My search within that coastal area was not random. I had to find a shelter close enough to the ancient coastline to provide easy access to shellfish and elevated enough that its archaeological deposits would not have been washed away 123,000 years ago when the climate warmed and sea levels surged. In 1999 my South African colleague Peter Nilssen and I decided to investigate some caves he had spotted at a place called Pinnacle Point, a promontory near the town of Mossel Bay that juts into the Indian Ocean. Scrambling down the sheer cliff face, we came across a cave that looked particularly promising—one known simply as PP13B. Erosion of the sedimentary deposits located near the mouth of the cave had exposed clear layers of archaeological remains, including hearths and stone tools. Even better, a sand dune and a layer of stalagmite capped these remnants of human activity, suggesting that they were quite old. By all appearances, we had hit the jackpot. The following year, after a local ostrich farmer built us a 180-step wooden staircase to allow safer access to the site, we began to dig.

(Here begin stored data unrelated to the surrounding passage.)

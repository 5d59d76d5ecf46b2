use core::fmt;
use core::str::FromStr;

use bitflags::bitflags;
use serde::{Deserialize, Serialize};

use crate::error::MercatoError;

/// Closed set of market data categories served by the engine.
///
/// The data type selects which adapters are eligible, which cache TTL applies
/// and how metrics are bucketed.
#[derive(Debug, Clone, Copy, PartialEq, Eq, Hash, PartialOrd, Ord, Serialize, Deserialize)]
#[serde(rename_all = "snake_case")]
pub enum DataType {
    /// Point-in-time quote.
    Quote,
    /// Historical OHLCV bars.
    History,
    /// Company profile information.
    Info,
    /// Valuation ratios and fundamentals.
    Fundamentals,
    /// Option chain for a single expiry.
    OptionsChain,
    /// Listed option expirations.
    OptionsExpirations,
    /// Earnings calendar and history.
    Earnings,
    /// Macroeconomic series.
    Macro,
}

impl DataType {
    /// Every data type, in declaration order.
    pub const ALL: [Self; 8] = [
        Self::Quote,
        Self::History,
        Self::Info,
        Self::Fundamentals,
        Self::OptionsChain,
        Self::OptionsExpirations,
        Self::Earnings,
        Self::Macro,
    ];

    /// Stable, snake_case identifier for logs, keys and config.
    #[must_use]
    pub const fn as_str(self) -> &'static str {
        match self {
            Self::Quote => "quote",
            Self::History => "history",
            Self::Info => "info",
            Self::Fundamentals => "fundamentals",
            Self::OptionsChain => "options_chain",
            Self::OptionsExpirations => "options_expirations",
            Self::Earnings => "earnings",
            Self::Macro => "macro",
        }
    }

    /// The single-bit set for this data type.
    #[must_use]
    pub const fn flag(self) -> DataTypes {
        match self {
            Self::Quote => DataTypes::QUOTE,
            Self::History => DataTypes::HISTORY,
            Self::Info => DataTypes::INFO,
            Self::Fundamentals => DataTypes::FUNDAMENTALS,
            Self::OptionsChain => DataTypes::OPTIONS_CHAIN,
            Self::OptionsExpirations => DataTypes::OPTIONS_EXPIRATIONS,
            Self::Earnings => DataTypes::EARNINGS,
            Self::Macro => DataTypes::MACRO,
        }
    }
}

impl fmt::Display for DataType {
    fn fmt(&self, f: &mut fmt::Formatter<'_>) -> fmt::Result {
        f.write_str(self.as_str())
    }
}

impl FromStr for DataType {
    type Err = MercatoError;

    fn from_str(s: &str) -> Result<Self, Self::Err> {
        Self::ALL
            .into_iter()
            .find(|d| d.as_str().eq_ignore_ascii_case(s.trim()))
            .ok_or_else(|| MercatoError::InvalidArg(format!("unknown data type: {s}")))
    }
}

bitflags! {
    /// Compact set of [`DataType`]s, used to declare adapter coverage.
    #[derive(Debug, Clone, Copy, PartialEq, Eq, Hash, Serialize, Deserialize)]
    pub struct DataTypes: u16 {
        /// [`DataType::Quote`]
        const QUOTE = 1 << 0;
        /// [`DataType::History`]
        const HISTORY = 1 << 1;
        /// [`DataType::Info`]
        const INFO = 1 << 2;
        /// [`DataType::Fundamentals`]
        const FUNDAMENTALS = 1 << 3;
        /// [`DataType::OptionsChain`]
        const OPTIONS_CHAIN = 1 << 4;
        /// [`DataType::OptionsExpirations`]
        const OPTIONS_EXPIRATIONS = 1 << 5;
        /// [`DataType::Earnings`]
        const EARNINGS = 1 << 6;
        /// [`DataType::Macro`]
        const MACRO = 1 << 7;
    }
}

impl DataTypes {
    /// Whether the set contains `data_type`.
    #[must_use]
    pub const fn has(self, data_type: DataType) -> bool {
        self.contains(data_type.flag())
    }

    /// Iterate the contained data types in declaration order.
    pub fn data_types(self) -> impl Iterator<Item = DataType> {
        DataType::ALL.into_iter().filter(move |d| self.has(*d))
    }
}

impl From<DataType> for DataTypes {
    fn from(d: DataType) -> Self {
        d.flag()
    }
}

impl FromIterator<DataType> for DataTypes {
    fn from_iter<I: IntoIterator<Item = DataType>>(iter: I) -> Self {
        iter.into_iter()
            .fold(Self::empty(), |acc, d| acc | d.flag())
    }
}
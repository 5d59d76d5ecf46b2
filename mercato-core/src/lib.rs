//! mercato-core
//!
//! Provider adapter traits shared across the mercato ecosystem.
//!
//! - `adapter`: the `ProviderAdapter` trait and its per-data-type role traits.
//! - `middleware`: the `Middleware` trait for adapter wrappers.
//! - Re-exports every type from `mercato-types` so adapter crates need a
//!   single dependency.
//!
//! Adapters are async (via `async-trait`) and must be `Send + Sync`; the
//! service drives them on a Tokio 1.x runtime.
#![warn(missing_docs)]

/// Adapter capability traits and the primary `ProviderAdapter` interface.
pub mod adapter;
/// Middleware trait implemented by adapter wrappers.
pub mod middleware;

pub use adapter::{ProviderAdapter, fetch_from};
pub use middleware::Middleware;
pub use mercato_types::*;
/// Generate a typed service method plus its `_with` variant taking [`CallOptions`].
///
/// The request expression may refer to the method's arguments. The fetched
/// envelope is converted to the return type; a mismatch surfaces as `Data`.
///
/// [`CallOptions`]: crate::CallOptions
#[macro_export]
macro_rules! mercato_router_method {
    (
        $(#[$meta:meta])*
        method: $name:ident( $( $arg:ident : $arg_ty:ty ),+ ) -> $ret:ty,
        with: $with_name:ident,
        request: $req:expr
    ) => {
        $(#[$meta])*
        ///
        /// # Errors
        /// Returns an error if no eligible provider succeeds or none support the data type.
        pub async fn $name(&self, $( $arg: $arg_ty ),+) -> Result<$ret, $crate::MercatoError> {
            self.$with_name($( $arg, )+ &$crate::CallOptions::new()).await
        }

        $(#[$meta])*
        ///
        /// Per-call deadline and follower wait come from `opts`.
        ///
        /// # Errors
        /// Returns an error if no eligible provider succeeds or none support the data type.
        pub async fn $with_name(
            &self,
            $( $arg: $arg_ty, )+
            opts: &$crate::CallOptions,
        ) -> Result<$ret, $crate::MercatoError> {
            let req: $crate::DataRequest = $req;
            let data = self.fetch(&req, opts).await?;
            <$ret>::try_from(data)
        }
    };
}
use std::sync::Arc;

use mercato::{JsonLineSink, MarketDataServiceBuilder, ServiceConfig};
use mercato_demos::common::mock_factory;

const CONFIG: &str = r#"{
    "provider_timeout_ms": 2000,
    "providers": [
        { "name": "alpha", "priority": 10,
          "credentials": { "extra": { "fail": "true" } } },
        { "name": "bravo", "priority": 20, "cache_ttl_seconds": { "quote": 30 } },
        { "name": "charlie", "priority": 30 }
    ]
}"#;

#[tokio::main]
async fn main() -> Result<(), Box<dyn std::error::Error>> {
    let config = ServiceConfig::from_json_str(CONFIG)?;
    // Every finished call is echoed as one JSON line.
    let svc = MarketDataServiceBuilder::new()
        .with_config(config, &mock_factory(&["alpha", "bravo", "charlie"]))?
        .with_call_sink(Arc::new(JsonLineSink::stdout()))
        .build()?;

    // alpha always fails, so bravo serves and the call counts as a fallback.
    for symbol in ["AAPL", "MSFT", "AAPL"] {
        let q = svc.get_quote(symbol).await?;
        println!("{symbol}: {} via {}", q.price, q.source);
    }
    let _ = svc.get_ticker_data("TSLA").await?;

    println!("{}", serde_json::to_string_pretty(&svc.get_stats())?);

    let p = svc.get_latency_percentiles(Some("bravo"));
    println!("bravo p50={:.1}ms p99={:.1}ms", p.p50, p.p99);
    Ok(())
}
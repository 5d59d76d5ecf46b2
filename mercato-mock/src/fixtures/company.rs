use mercato_core::{CompanyInfo, Earnings, EarningsEvent, Fundamentals};
use rust_decimal::Decimal;

use super::date;

pub fn info(source: &str, s: &str) -> Option<CompanyInfo> {
    let (name, sector, industry, employees, cap_bn) = match s {
        "AAPL" => ("Apple Inc.", "Technology", "Consumer Electronics", 161_000, 2_900),
        "MSFT" => ("Microsoft Corp", "Technology", "Software", 221_000, 3_100),
        "TSLA" => ("Tesla, Inc.", "Consumer Cyclical", "Auto Manufacturers", 140_000, 780),
        _ => return None,
    };
    Some(CompanyInfo {
        symbol: s.to_string(),
        name: Some(name.to_string()),
        exchange: Some("NASDAQ".to_string()),
        currency: Some("USD".to_string()),
        sector: Some(sector.to_string()),
        industry: Some(industry.to_string()),
        country: Some("United States".to_string()),
        website: None,
        description: None,
        employees: Some(employees),
        market_cap: Some(Decimal::from(cap_bn) * Decimal::from(1_000_000_000u64)),
        source: source.to_string(),
    })
}

pub fn fundamentals(source: &str, s: &str) -> Option<Fundamentals> {
    let (pe, eps_cents, beta) = match s {
        "AAPL" => (29.5, 640, 1.28),
        "MSFT" => (36.1, 1_163, 0.89),
        "TSLA" => (61.0, 402, 2.31),
        _ => return None,
    };
    Some(Fundamentals {
        symbol: s.to_string(),
        pe_ratio: Some(pe),
        forward_pe: Some(pe * 0.9),
        peg_ratio: None,
        price_to_book: None,
        eps: Some(Decimal::new(eps_cents, 2)),
        dividend_yield: None,
        beta: Some(beta),
        profit_margin: None,
        return_on_equity: None,
        debt_to_equity: None,
        revenue: None,
        fifty_two_week_high: None,
        fifty_two_week_low: None,
        source: source.to_string(),
    })
}

pub fn earnings(source: &str, s: &str) -> Option<Earnings> {
    if !matches!(s, "AAPL" | "MSFT") {
        return None;
    }
    Some(Earnings {
        symbol: s.to_string(),
        next_date: date(2024, 5, 2),
        history: vec![EarningsEvent {
            date: date(2024, 2, 1)?,
            eps_estimate: Some(Decimal::new(210, 2)),
            eps_actual: Some(Decimal::new(218, 2)),
            surprise_percent: Some(3.8),
        }],
        source: source.to_string(),
    })
}
//! Options envelopes.

use chrono::NaiveDate;
use rust_decimal::Decimal;
use serde::{Deserialize, Serialize};

/// Sensitivities reported for a contract. Providers that do not compute
/// greeks leave every field empty.
#[derive(Debug, Clone, Copy, PartialEq, Default, Serialize, Deserialize)]
pub struct OptionGreeks {
    /// Delta.
    pub delta: Option<f64>,
    /// Gamma.
    pub gamma: Option<f64>,
    /// Theta (per day).
    pub theta: Option<f64>,
    /// Vega (per vol point).
    pub vega: Option<f64>,
    /// Rho.
    pub rho: Option<f64>,
}

/// One row of an option chain.
#[derive(Debug, Clone, PartialEq, Serialize, Deserialize)]
pub struct OptionRow {
    /// OCC-style contract symbol.
    pub contract_symbol: String,
    /// Strike price.
    pub strike: Decimal,
    /// Best bid.
    pub bid: Option<Decimal>,
    /// Best ask.
    pub ask: Option<Decimal>,
    /// Last trade.
    pub last: Option<Decimal>,
    /// Session volume.
    pub volume: Option<u64>,
    /// Open interest.
    pub open_interest: Option<u64>,
    /// Implied volatility as a fraction.
    pub implied_volatility: Option<f64>,
    /// Whether the contract is in the money.
    pub in_the_money: bool,
    /// Greeks snapshot.
    pub greeks: OptionGreeks,
}

/// Option chain for a single expiry; rows are ordered by ascending strike.
#[derive(Debug, Clone, PartialEq, Serialize, Deserialize)]
pub struct OptionsChain {
    /// Underlying symbol.
    pub symbol: String,
    /// Expiration date of every row.
    pub expiry: NaiveDate,
    /// Underlying price at snapshot time.
    pub underlying_price: Option<Decimal>,
    /// Call rows.
    pub calls: Vec<OptionRow>,
    /// Put rows.
    pub puts: Vec<OptionRow>,
    /// Name of the provider that produced this envelope.
    pub source: String,
}

/// Listed expirations for an underlying, ascending.
#[derive(Debug, Clone, PartialEq, Eq, Serialize, Deserialize)]
pub struct OptionsExpirations {
    /// Underlying symbol.
    pub symbol: String,
    /// Expiration dates.
    pub expirations: Vec<NaiveDate>,
    /// Name of the provider that produced this envelope.
    pub source: String,
}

Since then, my team's excavations at PP13B and other nearby sites have recovered a remarkable record of the activities undertaken by the people who inhabited this area between approximately 164,000 and 35,000 years ago, hence during the bottleneck and after the population began to recover. The deposits in these caves, combined with analyses of the ancient environment there, have enabled us to piece together a plausible account of how the prehistoric residents of Pinnacle Point eked out a living during a grim climate crisis. The remains also debunk the abiding notion that cognitive modernity evolved long after anatomical modernity: evidence of behavioral sophistication abounds in even the oldest archaeological levels at PP13B. This advanced intellect no doubt contributed significantly to the survival of the species, enabling our forebearers to take advantage of the resources available on the coast.

While elsewhere on the continent populations of H. sapiens died out as cold and drought claimed the animals and plants they hunted and gathered, the lucky denizens of Pinnacle Point were feasting on the seafood and carbohydrate-rich plants that proliferated there despite the hostile climate. As glacial stage 6 cycled through its relatively warmer and colder phases, the seas rose and fell, and the ancient coastline advanced and retreated. But so long as people tracked the shore, they had access to an enviable bounty.